I am trying to convert R code to Julia and need help on below logic conversion.
Currently in R they are trying to process each row in percentile_to df using for loop by passing arguments to function func_get_percentile_value.
I know we can do this easily using transform in julia but question here is in the func_get_percentile_value function they are doing quantile based on another df() matched values.
I would like to check if we can pass another df in the transform function? or best way to handle this scenario?
I would also like to check on quantile function, I saw there is quantile function in Distributions module, need confirmation if I can use this also how about probs that is being used in R.
quantile(itr, p; sorted=false, alpha::Real=1.0, beta::Real=alpha)
Compute the quantile(s) of a collection itr at a specified probability or vector or tuple of probabilities p on
the interval [0,1]. The keyword argument sorted indicates whether itr can be assumed to be sorted.
Samples quantile are defined by Q(p) = (1-γ)*x[j] + γ*x[j+1], where x[j] is the j-th order statistic, and γ is a
function of j = floor(n*p + m), m = alpha + p*(1 - alpha - beta) and g = n*p + m - j.
By default (alpha = beta = 1), quantiles are computed via linear interpolation between the points ((k-1)/(n-1),
v[k]), for k = 1:n where n = length(itr). This corresponds to Definition 7 of Hyndman and Fan (1996), and is the
same as the R and NumPy default.
The keyword arguments alpha and beta correspond to the same parameters in Hyndman and Fan, setting them to
different values allows to calculate quantiles with any of the methods 4-9 defined in this paper:
• Def. 4: alpha=0, beta=1
• Def. 5: alpha=0.5, beta=0.5
• Def. 6: alpha=0, beta=0 (Excel PERCENTILE.EXC, Python default, Stata altdef)
• Def. 7: alpha=1, beta=1 (Julia, R and NumPy default, Excel PERCENTILE and PERCENTILE.INC, Python
'inclusive')
• Def. 8: alpha=1/3, beta=1/3
• Def. 9: alpha=3/8, beta=3/8
│ Note
│
│ An ArgumentError is thrown if v contains NaN or missing values. Use the skipmissing function to omit
│ missing entries and compute the quantiles of non-missing values.
References
≡≡≡≡≡≡≡≡≡≡≡≡
• Hyndman, R.J and Fan, Y. (1996) "Sample Quantiles in Statistical Packages", The American Statistician,
Vol. 50, No. 4, pp. 361-365
• Quantile on Wikipedia (https://en.m.wikipedia.org/wiki/Quantile) details the different quantile
definitions
Examples
≡≡≡≡≡≡≡≡≡≡
julia> using Statistics
julia> quantile(0:20, 0.5)
10.0
julia> quantile(0:20, [0.1, 0.5, 0.9])
3-element Vector{Float64}:
2.0
10.0
18.000000000000004
julia> quantile(skipmissing([1, 10, missing]), 0.5)
5.5
@jar1 Thank You for the information. will you be able to answer my other question which if we can pass dataframe to the transform function so that I can use inside that df in function call> or is there better approach that I can use for this?

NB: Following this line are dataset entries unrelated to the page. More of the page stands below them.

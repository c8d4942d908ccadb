// Rust guideline compliant 2026-10-18

//! Log subscriber setup for the CLI.

use anyhow::{bail, Result};
use std::fs::OpenOptions;
use std::path::Path;
use tracing::Level;
use tracing_appender::non_blocking::WorkerGuard;
use tracing_subscriber::fmt;

/// Installs the global log subscriber.
///
/// Logs go to stderr as text, or to `log_file` as JSON lines when given.
///
/// # Returns
///
/// The writer guard for file logging; keep it alive until exit so buffered
/// lines are flushed.
///
/// # Errors
///
/// Returns an error if the level is unknown or the log file cannot be opened.
pub fn init_logging(log_level: &str, log_file: Option<&Path>) -> Result<Option<WorkerGuard>> {
    let level = parse_log_level(log_level)?;

    if let Some(path) = log_file {
        let file = OpenOptions::new().create(true).append(true).open(path)?;
        let (writer, guard) = tracing_appender::non_blocking(file);
        let subscriber = fmt()
            .with_max_level(level)
            .with_target(false)
            .json()
            .with_writer(writer)
            .finish();
        let _ = tracing::subscriber::set_global_default(subscriber);
        return Ok(Some(guard));
    }

    let subscriber = fmt()
        .with_max_level(level)
        .with_target(false)
        .with_writer(std::io::stderr)
        .finish();
    let _ = tracing::subscriber::set_global_default(subscriber);
    Ok(None)
}

/// Parses a log level name.
///
/// # Errors
///
/// Returns an error for anything other than error, warn, info or debug.
pub fn parse_log_level(level: &str) -> Result<Level> {
    match level.to_lowercase().as_str() {
        "error" => Ok(Level::ERROR),
        "warn" => Ok(Level::WARN),
        "info" => Ok(Level::INFO),
        "debug" => Ok(Level::DEBUG),
        other => bail!("Invalid log level: {} (expected error, warn, info or debug)", other),
    }
}
// Rust guideline compliant 2026-10-18

//! Coupons Core Library
//!
//! This crate provides the foundational components for the Coupons discount-code tracker:
//! - Data models (DiscountCode, Status, DisplayStatus)
//! - Lifecycle logic (reconciliation, display classification)
//! - FSM logic (events, guards, transitions)
//! - Views (filtering, sorting, aggregate counts)
//! - Persistence and receipt storage collaborators (JSONL, in-memory, filesystem)
//! - Hash ID generation and resolution
//! - Error types and result handling

pub mod blob;
pub mod config;
pub mod error;
pub mod fsm;
pub mod identity;
pub mod lifecycle;
pub mod models;
pub mod store;
pub mod view;

pub use blob::{BlobStore, FsBlobStore};
pub use config::{Config, OutputFormat};
pub use error::{Error, Result};
pub use fsm::Event;
pub use lifecycle::{classify, classify_within, reconcile, Reconciliation, DEFAULT_EXPIRING_SOON_DAYS};
pub use models::{CodeEdit, DiscountCode, DisplayStatus, NewCode, Status};
pub use store::{CodeStore, FieldSet, JsonlStore, MemoryStore};
pub use view::{build_view, Counts, Filter, StatusFilter, View, ViewItem};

As far as I can tell your function is not being passed dataframes at all, but just vectors. You are referencing what looks like a dataframe in the body of your function (history[OUT_GR == type, ACT_OUT_MINUTES]), just be aware that this type of reference to global variables inside functions is bound to make your code quite slow, so you should be passing it as an argument to your function.
Here’s one way of writing your function:
function func_get_percentile_value(df, type, mode, origin, destination, percentile)
if !(percentile isa Number) || percentile<0 || percentile>100
return missing
end
prob = percentile/100
if origin == '*' && destination == '*' # What happens if this is not the case?
if mode == "TO"
return quantile(df[df.OUT_GR .== type, :ACT_OUT_MINUTES], prob)
elseif mode == "TI"
return quantile(df[df.IN_GR .== type, :ACT_TIN_MINUTES], prob)
else
error("mode has to be either TO or TI")
end
end
end
and if I understand your code correctly the loop can be replaced by a simple broadcasted invocation of that function, the second line in the loop (which generates the TO_MAX column) would be
@nilshg Thank You for your detailed clarification. Yes, What ever code I’ve pasted is from ‘R’ which needs to be converted to Julia and Yes they are not passing dataframe instead calculating values inside for loop for each row and which is why code is taking longer than expected to run using R due to such operations.
I have noticed that you used broadcast invocation and just wanted to check if using transform function will be faster or broadcast operation.